How to complete this task: Retrieve each line that contains the word "files" from the entries below.

(Records drawn from a dataset)

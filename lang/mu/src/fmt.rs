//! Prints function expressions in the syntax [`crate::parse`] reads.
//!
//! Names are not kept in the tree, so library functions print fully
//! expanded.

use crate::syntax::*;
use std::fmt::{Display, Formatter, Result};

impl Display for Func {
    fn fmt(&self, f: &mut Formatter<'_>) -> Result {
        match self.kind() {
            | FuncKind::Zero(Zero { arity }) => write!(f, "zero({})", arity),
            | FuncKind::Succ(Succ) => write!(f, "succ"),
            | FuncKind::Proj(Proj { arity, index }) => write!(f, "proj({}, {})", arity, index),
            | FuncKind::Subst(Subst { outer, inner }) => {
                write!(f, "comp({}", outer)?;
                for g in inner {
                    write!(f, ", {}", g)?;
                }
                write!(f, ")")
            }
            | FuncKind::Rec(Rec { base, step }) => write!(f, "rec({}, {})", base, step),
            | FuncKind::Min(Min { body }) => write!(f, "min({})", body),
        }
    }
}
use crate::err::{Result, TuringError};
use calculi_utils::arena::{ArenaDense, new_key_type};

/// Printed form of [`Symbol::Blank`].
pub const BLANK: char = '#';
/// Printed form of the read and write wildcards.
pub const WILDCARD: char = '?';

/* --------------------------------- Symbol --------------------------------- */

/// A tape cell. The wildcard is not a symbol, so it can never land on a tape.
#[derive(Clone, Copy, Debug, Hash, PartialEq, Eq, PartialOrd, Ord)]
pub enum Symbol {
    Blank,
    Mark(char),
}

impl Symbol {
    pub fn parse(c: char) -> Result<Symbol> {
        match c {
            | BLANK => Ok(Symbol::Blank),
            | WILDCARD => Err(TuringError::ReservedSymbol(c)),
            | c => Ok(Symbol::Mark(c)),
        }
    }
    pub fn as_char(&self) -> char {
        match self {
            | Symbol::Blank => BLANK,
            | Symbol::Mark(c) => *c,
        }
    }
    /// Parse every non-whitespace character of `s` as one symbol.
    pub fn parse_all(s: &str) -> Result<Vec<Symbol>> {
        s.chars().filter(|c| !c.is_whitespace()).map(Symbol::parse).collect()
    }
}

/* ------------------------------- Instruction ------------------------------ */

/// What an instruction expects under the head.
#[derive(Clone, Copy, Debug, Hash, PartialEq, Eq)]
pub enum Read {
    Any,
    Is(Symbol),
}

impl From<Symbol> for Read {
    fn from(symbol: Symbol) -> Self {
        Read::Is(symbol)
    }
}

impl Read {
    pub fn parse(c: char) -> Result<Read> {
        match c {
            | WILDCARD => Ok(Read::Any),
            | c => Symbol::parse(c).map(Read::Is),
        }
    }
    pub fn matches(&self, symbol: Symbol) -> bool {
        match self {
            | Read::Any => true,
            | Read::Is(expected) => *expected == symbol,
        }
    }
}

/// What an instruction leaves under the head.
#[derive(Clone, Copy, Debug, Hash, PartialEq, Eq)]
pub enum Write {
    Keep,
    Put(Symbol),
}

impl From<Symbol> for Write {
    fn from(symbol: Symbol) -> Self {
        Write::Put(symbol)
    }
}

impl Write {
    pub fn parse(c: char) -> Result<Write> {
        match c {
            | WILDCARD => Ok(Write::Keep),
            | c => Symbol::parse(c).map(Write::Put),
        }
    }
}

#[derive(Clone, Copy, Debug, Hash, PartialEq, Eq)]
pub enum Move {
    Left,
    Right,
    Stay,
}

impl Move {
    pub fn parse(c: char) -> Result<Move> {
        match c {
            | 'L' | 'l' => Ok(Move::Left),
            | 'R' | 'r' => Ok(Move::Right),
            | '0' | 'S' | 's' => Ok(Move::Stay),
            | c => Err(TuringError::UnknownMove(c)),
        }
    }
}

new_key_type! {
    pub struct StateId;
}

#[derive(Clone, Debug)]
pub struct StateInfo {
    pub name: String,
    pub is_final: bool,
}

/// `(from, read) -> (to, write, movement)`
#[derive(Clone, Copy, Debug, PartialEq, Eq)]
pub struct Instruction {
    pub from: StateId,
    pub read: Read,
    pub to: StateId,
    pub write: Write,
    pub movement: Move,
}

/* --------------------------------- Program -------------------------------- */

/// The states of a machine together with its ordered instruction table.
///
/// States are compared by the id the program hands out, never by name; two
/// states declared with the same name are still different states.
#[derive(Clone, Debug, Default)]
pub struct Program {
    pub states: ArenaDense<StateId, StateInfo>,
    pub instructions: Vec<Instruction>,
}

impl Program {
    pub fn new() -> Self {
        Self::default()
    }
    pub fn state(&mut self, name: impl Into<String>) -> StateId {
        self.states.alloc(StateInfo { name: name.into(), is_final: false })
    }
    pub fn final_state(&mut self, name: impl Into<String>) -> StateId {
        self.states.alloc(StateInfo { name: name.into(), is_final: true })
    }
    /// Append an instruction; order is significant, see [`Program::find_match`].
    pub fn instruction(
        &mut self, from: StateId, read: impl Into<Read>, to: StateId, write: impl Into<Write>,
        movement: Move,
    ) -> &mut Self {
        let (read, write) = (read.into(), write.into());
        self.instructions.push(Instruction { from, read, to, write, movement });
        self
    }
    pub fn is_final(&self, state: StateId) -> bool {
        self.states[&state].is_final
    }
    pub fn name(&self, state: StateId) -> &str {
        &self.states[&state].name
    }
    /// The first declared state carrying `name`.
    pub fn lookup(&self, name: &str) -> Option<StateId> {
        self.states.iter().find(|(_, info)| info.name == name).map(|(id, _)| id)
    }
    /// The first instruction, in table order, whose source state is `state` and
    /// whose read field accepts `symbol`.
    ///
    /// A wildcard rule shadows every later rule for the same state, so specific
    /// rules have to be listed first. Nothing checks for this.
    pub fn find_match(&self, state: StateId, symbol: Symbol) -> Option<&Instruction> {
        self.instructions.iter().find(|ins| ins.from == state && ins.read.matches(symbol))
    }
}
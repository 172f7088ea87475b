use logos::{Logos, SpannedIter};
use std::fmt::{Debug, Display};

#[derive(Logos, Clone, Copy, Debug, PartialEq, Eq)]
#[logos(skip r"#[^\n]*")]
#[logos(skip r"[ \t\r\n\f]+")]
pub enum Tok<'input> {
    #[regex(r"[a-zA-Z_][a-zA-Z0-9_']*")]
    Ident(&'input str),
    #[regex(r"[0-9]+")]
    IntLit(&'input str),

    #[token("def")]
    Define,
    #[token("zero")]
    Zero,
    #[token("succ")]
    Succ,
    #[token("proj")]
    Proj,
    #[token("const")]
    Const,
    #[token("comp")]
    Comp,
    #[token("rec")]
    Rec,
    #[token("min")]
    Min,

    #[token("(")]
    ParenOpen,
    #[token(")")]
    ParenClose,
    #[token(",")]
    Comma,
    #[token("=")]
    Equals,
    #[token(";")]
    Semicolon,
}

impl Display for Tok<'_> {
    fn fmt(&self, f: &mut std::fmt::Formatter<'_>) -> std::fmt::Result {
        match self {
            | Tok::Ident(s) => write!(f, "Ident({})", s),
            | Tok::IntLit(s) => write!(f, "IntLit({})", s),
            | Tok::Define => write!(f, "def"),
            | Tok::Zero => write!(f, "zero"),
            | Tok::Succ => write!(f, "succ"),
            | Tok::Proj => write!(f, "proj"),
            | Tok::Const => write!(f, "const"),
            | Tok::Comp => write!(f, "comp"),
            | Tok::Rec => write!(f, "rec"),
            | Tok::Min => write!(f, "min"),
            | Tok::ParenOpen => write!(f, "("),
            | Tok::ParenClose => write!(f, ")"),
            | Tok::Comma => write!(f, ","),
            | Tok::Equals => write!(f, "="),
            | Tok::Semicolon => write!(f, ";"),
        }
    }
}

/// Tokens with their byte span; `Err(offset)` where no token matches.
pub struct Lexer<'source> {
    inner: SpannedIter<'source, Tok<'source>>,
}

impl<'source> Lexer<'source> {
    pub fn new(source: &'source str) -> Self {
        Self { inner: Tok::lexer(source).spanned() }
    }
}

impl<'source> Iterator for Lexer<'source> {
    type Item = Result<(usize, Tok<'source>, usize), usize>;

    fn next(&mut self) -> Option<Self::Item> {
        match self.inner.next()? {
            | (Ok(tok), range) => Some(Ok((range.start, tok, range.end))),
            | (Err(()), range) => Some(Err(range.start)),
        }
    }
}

--

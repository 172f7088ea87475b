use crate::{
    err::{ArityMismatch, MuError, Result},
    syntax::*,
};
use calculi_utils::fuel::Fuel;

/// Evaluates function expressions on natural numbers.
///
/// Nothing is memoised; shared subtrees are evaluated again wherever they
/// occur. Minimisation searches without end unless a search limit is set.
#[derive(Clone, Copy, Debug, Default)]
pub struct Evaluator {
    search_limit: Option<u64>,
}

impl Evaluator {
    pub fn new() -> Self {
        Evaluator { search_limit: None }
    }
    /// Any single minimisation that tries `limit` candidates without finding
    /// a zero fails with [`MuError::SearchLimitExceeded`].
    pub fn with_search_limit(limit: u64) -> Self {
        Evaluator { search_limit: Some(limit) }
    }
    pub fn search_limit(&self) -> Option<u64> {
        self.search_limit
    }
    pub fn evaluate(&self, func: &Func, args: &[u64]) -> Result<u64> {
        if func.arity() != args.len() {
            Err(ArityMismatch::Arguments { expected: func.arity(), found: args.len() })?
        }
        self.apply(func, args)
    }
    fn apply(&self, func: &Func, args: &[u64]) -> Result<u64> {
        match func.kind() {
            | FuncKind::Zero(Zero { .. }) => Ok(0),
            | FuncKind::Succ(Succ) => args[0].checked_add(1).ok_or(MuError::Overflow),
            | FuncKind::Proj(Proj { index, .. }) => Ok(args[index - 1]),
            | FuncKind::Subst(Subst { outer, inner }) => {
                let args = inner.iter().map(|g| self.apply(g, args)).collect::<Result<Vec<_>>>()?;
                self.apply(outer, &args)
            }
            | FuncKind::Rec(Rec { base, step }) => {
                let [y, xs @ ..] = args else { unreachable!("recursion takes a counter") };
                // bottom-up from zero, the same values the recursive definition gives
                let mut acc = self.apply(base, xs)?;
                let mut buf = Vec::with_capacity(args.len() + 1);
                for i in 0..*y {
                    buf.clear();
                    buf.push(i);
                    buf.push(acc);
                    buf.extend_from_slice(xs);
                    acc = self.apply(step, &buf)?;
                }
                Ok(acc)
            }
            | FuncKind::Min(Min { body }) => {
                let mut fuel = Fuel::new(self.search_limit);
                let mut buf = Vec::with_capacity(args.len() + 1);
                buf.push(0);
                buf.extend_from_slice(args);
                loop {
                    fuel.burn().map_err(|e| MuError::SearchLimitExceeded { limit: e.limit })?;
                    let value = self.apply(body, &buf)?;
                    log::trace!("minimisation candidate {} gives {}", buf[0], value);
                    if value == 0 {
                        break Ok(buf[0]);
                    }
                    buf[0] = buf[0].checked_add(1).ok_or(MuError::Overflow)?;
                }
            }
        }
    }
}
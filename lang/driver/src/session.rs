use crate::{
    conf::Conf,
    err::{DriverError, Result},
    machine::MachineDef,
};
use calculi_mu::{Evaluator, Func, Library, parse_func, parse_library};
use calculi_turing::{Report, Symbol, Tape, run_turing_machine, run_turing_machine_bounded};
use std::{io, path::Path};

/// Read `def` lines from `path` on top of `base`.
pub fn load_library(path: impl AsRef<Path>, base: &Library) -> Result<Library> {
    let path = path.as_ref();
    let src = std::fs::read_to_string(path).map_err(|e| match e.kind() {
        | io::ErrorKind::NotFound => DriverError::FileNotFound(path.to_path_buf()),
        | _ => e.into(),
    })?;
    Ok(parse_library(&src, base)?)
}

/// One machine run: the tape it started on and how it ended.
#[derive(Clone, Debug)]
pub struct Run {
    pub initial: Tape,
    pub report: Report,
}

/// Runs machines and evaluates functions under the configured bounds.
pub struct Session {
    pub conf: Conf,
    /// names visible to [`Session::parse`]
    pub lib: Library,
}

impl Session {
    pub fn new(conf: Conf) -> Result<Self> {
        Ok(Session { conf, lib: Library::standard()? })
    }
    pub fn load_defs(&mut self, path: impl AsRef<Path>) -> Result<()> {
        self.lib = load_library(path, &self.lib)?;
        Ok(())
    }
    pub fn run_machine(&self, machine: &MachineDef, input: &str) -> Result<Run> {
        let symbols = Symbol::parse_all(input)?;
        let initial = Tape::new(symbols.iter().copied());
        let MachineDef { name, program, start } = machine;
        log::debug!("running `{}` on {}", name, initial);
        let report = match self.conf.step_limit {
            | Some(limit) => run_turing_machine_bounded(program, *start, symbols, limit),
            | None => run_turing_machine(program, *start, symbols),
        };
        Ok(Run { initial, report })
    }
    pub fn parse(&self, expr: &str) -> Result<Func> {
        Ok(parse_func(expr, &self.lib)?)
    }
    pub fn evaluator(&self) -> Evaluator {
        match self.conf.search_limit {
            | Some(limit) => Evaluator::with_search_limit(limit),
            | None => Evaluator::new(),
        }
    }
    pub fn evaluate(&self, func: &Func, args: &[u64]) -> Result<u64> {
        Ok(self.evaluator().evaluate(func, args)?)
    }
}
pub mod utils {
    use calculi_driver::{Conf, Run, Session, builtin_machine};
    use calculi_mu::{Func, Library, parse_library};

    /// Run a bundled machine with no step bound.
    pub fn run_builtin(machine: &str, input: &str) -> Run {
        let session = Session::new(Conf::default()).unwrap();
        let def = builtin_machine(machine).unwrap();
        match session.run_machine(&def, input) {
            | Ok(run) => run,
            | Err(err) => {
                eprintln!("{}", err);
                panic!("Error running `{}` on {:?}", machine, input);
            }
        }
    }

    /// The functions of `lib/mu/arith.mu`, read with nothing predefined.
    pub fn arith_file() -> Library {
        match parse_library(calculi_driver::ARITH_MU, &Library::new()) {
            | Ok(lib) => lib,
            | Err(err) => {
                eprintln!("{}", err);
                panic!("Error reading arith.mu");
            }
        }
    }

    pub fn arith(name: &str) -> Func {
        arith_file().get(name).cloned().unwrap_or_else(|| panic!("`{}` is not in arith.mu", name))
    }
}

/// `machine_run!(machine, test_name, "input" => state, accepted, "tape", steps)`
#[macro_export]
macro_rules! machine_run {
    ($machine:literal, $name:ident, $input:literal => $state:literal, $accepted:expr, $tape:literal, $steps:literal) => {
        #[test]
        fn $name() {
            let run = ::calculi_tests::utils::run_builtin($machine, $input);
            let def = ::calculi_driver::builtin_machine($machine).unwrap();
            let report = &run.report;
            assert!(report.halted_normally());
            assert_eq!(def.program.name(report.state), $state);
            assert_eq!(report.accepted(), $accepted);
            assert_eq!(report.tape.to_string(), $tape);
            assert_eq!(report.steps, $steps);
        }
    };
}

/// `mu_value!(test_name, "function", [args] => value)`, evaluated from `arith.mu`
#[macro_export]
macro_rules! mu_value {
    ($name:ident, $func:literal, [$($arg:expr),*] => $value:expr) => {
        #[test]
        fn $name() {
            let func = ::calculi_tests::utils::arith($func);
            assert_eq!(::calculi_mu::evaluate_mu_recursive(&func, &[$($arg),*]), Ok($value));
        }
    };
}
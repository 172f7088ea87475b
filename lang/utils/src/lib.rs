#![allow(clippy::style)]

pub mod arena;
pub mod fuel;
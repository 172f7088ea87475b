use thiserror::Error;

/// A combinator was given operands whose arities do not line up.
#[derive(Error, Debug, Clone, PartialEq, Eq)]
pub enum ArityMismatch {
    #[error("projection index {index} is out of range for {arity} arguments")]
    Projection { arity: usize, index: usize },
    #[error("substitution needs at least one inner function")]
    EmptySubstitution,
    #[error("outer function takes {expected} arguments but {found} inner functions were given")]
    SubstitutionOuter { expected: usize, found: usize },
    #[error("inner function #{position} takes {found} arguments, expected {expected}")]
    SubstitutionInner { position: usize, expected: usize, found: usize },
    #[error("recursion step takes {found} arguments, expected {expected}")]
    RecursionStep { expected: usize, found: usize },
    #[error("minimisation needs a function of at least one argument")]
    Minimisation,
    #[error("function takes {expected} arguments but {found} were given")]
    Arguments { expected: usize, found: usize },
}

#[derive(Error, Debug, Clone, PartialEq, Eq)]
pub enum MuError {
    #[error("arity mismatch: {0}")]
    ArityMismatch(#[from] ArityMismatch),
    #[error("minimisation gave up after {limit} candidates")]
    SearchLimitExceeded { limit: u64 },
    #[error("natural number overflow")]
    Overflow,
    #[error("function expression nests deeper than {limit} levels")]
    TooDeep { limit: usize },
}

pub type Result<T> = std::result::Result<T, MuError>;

* * *

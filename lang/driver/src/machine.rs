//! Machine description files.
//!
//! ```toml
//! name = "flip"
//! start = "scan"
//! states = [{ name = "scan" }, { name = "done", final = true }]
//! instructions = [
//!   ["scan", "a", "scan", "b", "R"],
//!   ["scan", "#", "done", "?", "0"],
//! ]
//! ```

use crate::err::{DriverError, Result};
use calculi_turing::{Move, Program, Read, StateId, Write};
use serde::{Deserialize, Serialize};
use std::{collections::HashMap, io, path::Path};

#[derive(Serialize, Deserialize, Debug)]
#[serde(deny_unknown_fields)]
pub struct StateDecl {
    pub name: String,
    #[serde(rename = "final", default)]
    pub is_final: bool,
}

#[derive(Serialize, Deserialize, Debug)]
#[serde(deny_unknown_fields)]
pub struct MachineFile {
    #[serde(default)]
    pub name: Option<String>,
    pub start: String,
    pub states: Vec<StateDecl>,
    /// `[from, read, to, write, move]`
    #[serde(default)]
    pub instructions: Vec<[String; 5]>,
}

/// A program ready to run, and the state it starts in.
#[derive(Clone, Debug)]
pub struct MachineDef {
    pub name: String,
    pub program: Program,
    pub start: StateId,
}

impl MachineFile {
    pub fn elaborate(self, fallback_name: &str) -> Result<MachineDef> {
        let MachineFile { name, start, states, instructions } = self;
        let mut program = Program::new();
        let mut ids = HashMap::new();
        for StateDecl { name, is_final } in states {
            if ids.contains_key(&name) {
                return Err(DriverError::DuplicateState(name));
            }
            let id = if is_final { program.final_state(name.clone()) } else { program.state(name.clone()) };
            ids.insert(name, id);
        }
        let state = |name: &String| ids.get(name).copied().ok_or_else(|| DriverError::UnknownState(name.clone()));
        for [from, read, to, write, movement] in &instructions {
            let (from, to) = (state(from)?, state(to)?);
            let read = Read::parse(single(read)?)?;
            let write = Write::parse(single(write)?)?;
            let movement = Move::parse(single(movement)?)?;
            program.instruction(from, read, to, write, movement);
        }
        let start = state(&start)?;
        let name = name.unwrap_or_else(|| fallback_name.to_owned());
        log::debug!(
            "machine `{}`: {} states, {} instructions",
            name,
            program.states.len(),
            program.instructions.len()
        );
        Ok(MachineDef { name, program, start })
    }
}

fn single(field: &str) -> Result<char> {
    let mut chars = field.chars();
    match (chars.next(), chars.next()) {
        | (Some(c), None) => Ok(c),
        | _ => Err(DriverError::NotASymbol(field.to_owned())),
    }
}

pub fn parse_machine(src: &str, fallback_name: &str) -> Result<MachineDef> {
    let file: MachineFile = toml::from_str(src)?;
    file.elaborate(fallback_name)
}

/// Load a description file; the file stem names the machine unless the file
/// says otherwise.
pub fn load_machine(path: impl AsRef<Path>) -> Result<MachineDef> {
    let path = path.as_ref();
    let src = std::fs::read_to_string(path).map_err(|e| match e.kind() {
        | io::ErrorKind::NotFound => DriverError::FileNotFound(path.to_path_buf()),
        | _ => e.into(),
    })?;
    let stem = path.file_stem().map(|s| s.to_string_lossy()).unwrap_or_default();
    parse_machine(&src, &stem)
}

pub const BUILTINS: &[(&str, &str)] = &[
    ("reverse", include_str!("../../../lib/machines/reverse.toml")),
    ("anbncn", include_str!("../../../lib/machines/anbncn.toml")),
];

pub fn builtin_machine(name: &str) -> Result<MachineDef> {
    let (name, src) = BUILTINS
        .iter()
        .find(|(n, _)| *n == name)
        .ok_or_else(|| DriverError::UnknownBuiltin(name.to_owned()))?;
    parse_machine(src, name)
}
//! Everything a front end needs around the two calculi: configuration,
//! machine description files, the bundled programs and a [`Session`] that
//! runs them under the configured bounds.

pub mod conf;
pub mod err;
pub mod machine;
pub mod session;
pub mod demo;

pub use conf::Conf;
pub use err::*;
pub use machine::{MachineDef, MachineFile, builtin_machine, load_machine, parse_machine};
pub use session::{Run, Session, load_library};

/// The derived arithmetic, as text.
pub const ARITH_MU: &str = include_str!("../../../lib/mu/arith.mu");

Written answer:
//! Machine description files.
//! machine description files, the bundled programs and a [`Session`] that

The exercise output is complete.